AIM OF THE EXERCISE » Word for word, copy out the records given below.

TASK DATA »
>>
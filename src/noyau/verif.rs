// src/noyau/verif.rs
//
// Contrôle croisé : π par Machin (16·atan(1/5) − 4·atan(1/239)) en BigInt.
// Formule et arithmétique indépendantes du moteur à limbes.

use log::debug;
use num_bigint::BigInt;
use num_traits::Zero;

use super::erreur::ErreurPi;
use super::pi::ChiffresPi;

/// Chiffres de garde pour amortir les troncatures de la série.
const GARDE: usize = 10;

fn pow10(n: u32) -> BigInt {
    BigInt::from(10).pow(n)
}

/// Exposant de l’échelle (décimales + garde), borné par u32 (exposant de `BigInt::pow`).
fn exposant_echelle(nb_chiffres: usize) -> Result<u32, ErreurPi> {
    nb_chiffres
        .saturating_sub(1)
        .checked_add(GARDE)
        .and_then(|e| u32::try_from(e).ok())
        .ok_or(ErreurPi::ReferenceHorsBornes { nb_chiffres })
}

/// arctan(1/q) en entier scalé (troncature) via série:
/// atan(z) = z - z^3/3 + z^5/5 - ...
fn arctan_inv_q_scaled(q: i64, scale: &BigInt) -> BigInt {
    let q2 = BigInt::from(q * q);

    let mut q_pow = BigInt::from(q);
    let mut sum = BigInt::zero();
    let mut denom: i64 = 1;
    let mut sign_pos = true;

    loop {
        let term = scale / (&q_pow * denom);
        if term.is_zero() {
            break;
        }

        if sign_pos {
            sum += term;
        } else {
            sum -= term;
        }

        q_pow *= &q2;
        denom += 2;
        sign_pos = !sign_pos;
    }

    sum
}

/// floor(π · 10^(nb_chiffres - 1)), chiffres de garde retirés.
fn pi_scaled(exposant: u32) -> BigInt {
    let scale = pow10(exposant);

    let a = arctan_inv_q_scaled(5, &scale);
    let b = arctan_inv_q_scaled(239, &scale);

    (BigInt::from(16) * a - BigInt::from(4) * b) / pow10(GARDE as u32)
}

/// Chiffres de référence (un par case), `nb_chiffres` cases.
///
/// Au-delà de `u32::MAX - GARDE + 1` chiffres : `ErreurPi::ReferenceHorsBornes`.
pub fn pi_reference(nb_chiffres: usize) -> Result<Vec<u8>, ErreurPi> {
    if nb_chiffres == 0 {
        return Ok(Vec::new());
    }
    let exposant = exposant_echelle(nb_chiffres)?;

    Ok(pi_scaled(exposant)
        .to_str_radix(10)
        .bytes()
        .map(|b| b - b'0')
        .take(nb_chiffres)
        .collect())
}

/// Compare le moteur à la référence ; erreur au premier chiffre différent.
pub fn controle_croise(pi: &ChiffresPi) -> Result<(), ErreurPi> {
    let obtenus = pi.un_par_case();
    let attendus = pi_reference(pi.nb_chiffres())?;

    if let Some((position, (&attendu, &obtenu))) = attendus
        .iter()
        .zip(obtenus.iter())
        .enumerate()
        .find(|(_, (a, o))| a != o)
    {
        return Err(ErreurPi::Divergence {
            position,
            attendu,
            obtenu,
        });
    }

    debug!("contrôle croisé OK ({} chiffres)", obtenus.len());
    Ok(())
}
// src/main.rs
//
// Décimales de π — point d’entrée NATIF + WEB (WASM)
// --------------------------------------------------
// But:
// - NATIF avec arguments : ligne de commande (une ligne par nombre de chiffres)
// - NATIF sans argument  : eframe::run_native + NativeOptions
// - WEB  (wasm32)        : eframe::WebRunner + WebOptions + <canvas>
//
// Côté WEB (WASM) : index.html doit contenir un canvas :
//   <canvas id="the_canvas_id"></canvas>
//
// Journalisation (natif) : RUST_LOG=debug pour les temps et les blocs de séries.

#![cfg_attr(target_arch = "wasm32", allow(unused_imports))]

use eframe::egui;

mod app;
#[cfg(not(target_arch = "wasm32"))]
mod ligne_commande;

use app::AppPi;

/// Titre unique (natif + web).
const TITRE_APP: &str = "Décimales de π";

/* ------------------------ Entrée NATIF (PC) ------------------------ */

#[cfg(not(target_arch = "wasm32"))]
fn main() -> std::process::ExitCode {
    use std::process::ExitCode;

    use ligne_commande::Commande;

    env_logger::Builder::from_env(env_logger::Env::default().default_filter_or("warn")).init();

    let args: Vec<String> = std::env::args().skip(1).collect();
    if args.is_empty() {
        return match lancer_vue() {
            Ok(()) => ExitCode::SUCCESS,
            Err(e) => {
                log::error!("vue : {e}");
                ExitCode::FAILURE
            }
        };
    }

    let opts = match ligne_commande::analyser(args) {
        Ok(Commande::Aide) => {
            println!("{}", ligne_commande::USAGE);
            return ExitCode::SUCCESS;
        }
        Ok(Commande::Calcul(opts)) => opts,
        Err(msg) => {
            eprintln!("erreur : {msg}\n{}", ligne_commande::USAGE);
            return ExitCode::FAILURE;
        }
    };

    let stdout = std::io::stdout();
    match ligne_commande::executer(&opts, &mut stdout.lock()) {
        Ok(()) => ExitCode::SUCCESS,
        Err(msg) => {
            eprintln!("erreur : {msg}");
            ExitCode::FAILURE
        }
    }
}

#[cfg(not(target_arch = "wasm32"))]
fn lancer_vue() -> eframe::Result<()> {
    let options = eframe::NativeOptions {
        viewport: egui::ViewportBuilder::default()
            .with_title(TITRE_APP)
            .with_inner_size([640.0, 720.0])
            .with_min_inner_size([420.0, 480.0]),
        ..Default::default()
    };

    eframe::run_native(
        TITRE_APP,
        options,
        Box::new(|_cc| Ok(Box::<AppPi>::default())),
    )
}

/* ------------------------ Entrée WEB (WASM) ------------------------ */

#[cfg(target_arch = "wasm32")]
fn main() {
    // En wasm32, le démarrage réel passe par `start()` (wasm_bindgen).
}

#[cfg(target_arch = "wasm32")]
mod web {
    use super::{AppPi, TITRE_APP};

    use wasm_bindgen::JsCast;
    use web_sys::{window, HtmlCanvasElement};

    /// ID du canvas attendu dans index.html.
    const CANVAS_ID: &str = "the_canvas_id";

    /// Point d’entrée automatique au chargement de la page.
    #[wasm_bindgen::prelude::wasm_bindgen(start)]
    pub async fn start() -> Result<(), wasm_bindgen::JsValue> {
        let w = window().ok_or_else(|| js_err("window() indisponible"))?;
        let d = w
            .document()
            .ok_or_else(|| js_err("document() indisponible"))?;

        d.set_title(TITRE_APP);

        let el = d
            .get_element_by_id(CANVAS_ID)
            .ok_or_else(|| js_err("canvas introuvable (id incorrect dans index.html)"))?;

        let canvas: HtmlCanvasElement = el
            .dyn_into::<HtmlCanvasElement>()
            .map_err(|_| js_err("l’élément trouvé n’est pas un <canvas>"))?;

        eframe::WebRunner::new()
            .start(
                canvas,
                eframe::WebOptions::default(),
                Box::new(|_cc| Ok(Box::<AppPi>::default())),
            )
            .await
    }

    fn js_err(msg: &str) -> wasm_bindgen::JsValue {
        wasm_bindgen::JsValue::from_str(msg)
    }
}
<<
RESPONSE »
filename src/noyau/verif.rs
// src/noyau/verif.rs
//
// Contrôle croisé : π par Machin (16·atan(1/5) − 4·atan(1/239)) en BigInt.
// Formule et arithmétique indépendantes du moteur à limbes.

use log::debug;
use num_bigint::BigInt;
use num_traits::Zero;

use super::erreur::ErreurPi;
use super::pi::ChiffresPi;

/// Chiffres de garde pour amortir les troncatures de la série.
const GARDE: usize = 10;

fn pow10(n: u32) -> BigInt {
    BigInt::from(10).pow(n)
}

/// Exposant de l’échelle (décimales + garde), borné par u32 (exposant de `BigInt::pow`).
fn exposant_echelle(nb_chiffres: usize) -> Result<u32, ErreurPi> {
    nb_chiffres
        .saturating_sub(1)
        .checked_add(GARDE)
        .and_then(|e| u32::try_from(e).ok())
        .ok_or(ErreurPi::ReferenceHorsBornes { nb_chiffres })
}

/// arctan(1/q) en entier scalé (troncature) via série:
/// atan(z) = z - z^3/3 + z^5/5 - ...
fn arctan_inv_q_scaled(q: i64, scale: &BigInt) -> BigInt {
    let q2 = BigInt::from(q * q);

    let mut q_pow = BigInt::from(q);
    let mut sum = BigInt::zero();
    let mut denom: i64 = 1;
    let mut sign_pos = true;

    loop {
        let term = scale / (&q_pow * denom);
        if term.is_zero() {
            break;
        }

        if sign_pos {
            sum += term;
        } else {
            sum -= term;
        }

        q_pow *= &q2;
        denom += 2;
        sign_pos = !sign_pos;
    }

    sum
}

/// floor(π · 10^(nb_chiffres - 1)), chiffres de garde retirés.
fn pi_scaled(exposant: u32) -> BigInt {
    let scale = pow10(exposant);

    let a = arctan_inv_q_scaled(5, &scale);
    let b = arctan_inv_q_scaled(239, &scale);

    (BigInt::from(16) * a - BigInt::from(4) * b) / pow10(GARDE as u32)
}

/// Chiffres de référence (un par case), `nb_chiffres` cases.
///
/// Au-delà de `u32::MAX - GARDE + 1` chiffres : `ErreurPi::ReferenceHorsBornes`.
pub fn pi_reference(nb_chiffres: usize) -> Result<Vec<u8>, ErreurPi> {
    if nb_chiffres == 0 {
        return Ok(Vec::new());
    }
    let exposant = exposant_echelle(nb_chiffres)?;

    Ok(pi_scaled(exposant)
        .to_str_radix(10)
        .bytes()
        .map(|b| b - b'0')
        .take(nb_chiffres)
        .collect())
}

/// Compare le moteur à la référence ; erreur au premier chiffre différent.
pub fn controle_croise(pi: &ChiffresPi) -> Result<(), ErreurPi> {
    let obtenus = pi.un_par_case();
    let attendus = pi_reference(pi.nb_chiffres())?;

    if let Some((position, (&attendu, &obtenu))) = attendus
        .iter()
        .zip(obtenus.iter())
        .enumerate()
        .find(|(_, (a, o))| a != o)
    {
        return Err(ErreurPi::Divergence {
            position,
            attendu,
            obtenu,
        });
    }

    debug!("contrôle croisé OK ({} chiffres)", obtenus.len());
    Ok(())
}
// src/main.rs
//
// Décimales de π — point d’entrée NATIF + WEB (WASM)
// --------------------------------------------------
// But:
// - NATIF avec arguments : ligne de commande (une ligne par nombre de chiffres)
// - NATIF sans argument  : eframe::run_native + NativeOptions
// - WEB  (wasm32)        : eframe::WebRunner + WebOptions + <canvas>
//
// Côté WEB (WASM) : index.html doit contenir un canvas :
//   <canvas id="the_canvas_id"></canvas>
//
// Journalisation (natif) : RUST_LOG=debug pour les temps et les blocs de séries.

#![cfg_attr(target_arch = "wasm32", allow(unused_imports))]

use eframe::egui;

mod app;
#[cfg(not(target_arch = "wasm32"))]
mod ligne_commande;

use app::AppPi;

/// Titre unique (natif + web).
const TITRE_APP: &str = "Décimales de π";

/* ------------------------ Entrée NATIF (PC) ------------------------ */

#[cfg(not(target_arch = "wasm32"))]
fn main() -> std::process::ExitCode {
    use std::process::ExitCode;

    use ligne_commande::Commande;

    env_logger::Builder::from_env(env_logger::Env::default().default_filter_or("warn")).init();

    let args: Vec<String> = std::env::args().skip(1).collect();
    if args.is_empty() {
        return match lancer_vue() {
            Ok(()) => ExitCode::SUCCESS,
            Err(e) => {
                log::error!("vue : {e}");
                ExitCode::FAILURE
            }
        };
    }

    let opts = match ligne_commande::analyser(args) {
        Ok(Commande::Aide) => {
            println!("{}", ligne_commande::USAGE);
            return ExitCode::SUCCESS;
        }
        Ok(Commande::Calcul(opts)) => opts,
        Err(msg) => {
            eprintln!("erreur : {msg}\n{}", ligne_commande::USAGE);
            return ExitCode::FAILURE;
        }
    };

    let stdout = std::io::stdout();
    match ligne_commande::executer(&opts, &mut stdout.lock()) {
        Ok(()) => ExitCode::SUCCESS,
        Err(msg) => {
            eprintln!("erreur : {msg}");
            ExitCode::FAILURE
        }
    }
}

#[cfg(not(target_arch = "wasm32"))]
fn lancer_vue() -> eframe::Result<()> {
    let options = eframe::NativeOptions {
        viewport: egui::ViewportBuilder::default()
            .with_title(TITRE_APP)
            .with_inner_size([640.0, 720.0])
            .with_min_inner_size([420.0, 480.0]),
        ..Default::default()
    };

    eframe::run_native(
        TITRE_APP,
        options,
        Box::new(|_cc| Ok(Box::<AppPi>::default())),
    )
}

/* ------------------------ Entrée WEB (WASM) ------------------------ */

#[cfg(target_arch = "wasm32")]
fn main() {
    // En wasm32, le démarrage réel passe par `start()` (wasm_bindgen).
}

#[cfg(target_arch = "wasm32")]
mod web {
    use super::{AppPi, TITRE_APP};

    use wasm_bindgen::JsCast;
    use web_sys::{window, HtmlCanvasElement};

    /// ID du canvas attendu dans index.html.
    const CANVAS_ID: &str = "the_canvas_id";

    /// Point d’entrée automatique au chargement de la page.
    #[wasm_bindgen::prelude::wasm_bindgen(start)]
    pub async fn start() -> Result<(), wasm_bindgen::JsValue> {
        let w = window().ok_or_else(|| js_err("window() indisponible"))?;
        let d = w
            .document()
            .ok_or_else(|| js_err("document() indisponible"))?;

        d.set_title(TITRE_APP);

        let el = d
            .get_element_by_id(CANVAS_ID)
            .ok_or_else(|| js_err("canvas introuvable (id incorrect dans index.html)"))?;

        let canvas: HtmlCanvasElement = el
            .dyn_into::<HtmlCanvasElement>()
            .map_err(|_| js_err("l’élément trouvé n’est pas un <canvas>"))?;

        eframe::WebRunner::new()
            .start(
                canvas,
                eframe::WebOptions::default(),
                Box::new(|_cc| Ok(Box::<AppPi>::default())),
            )
            .await
    }

    fn js_err(msg: &str) -> wasm_bindgen::JsValue {
        wasm_bindgen::JsValue::from_str(msg)
    }
}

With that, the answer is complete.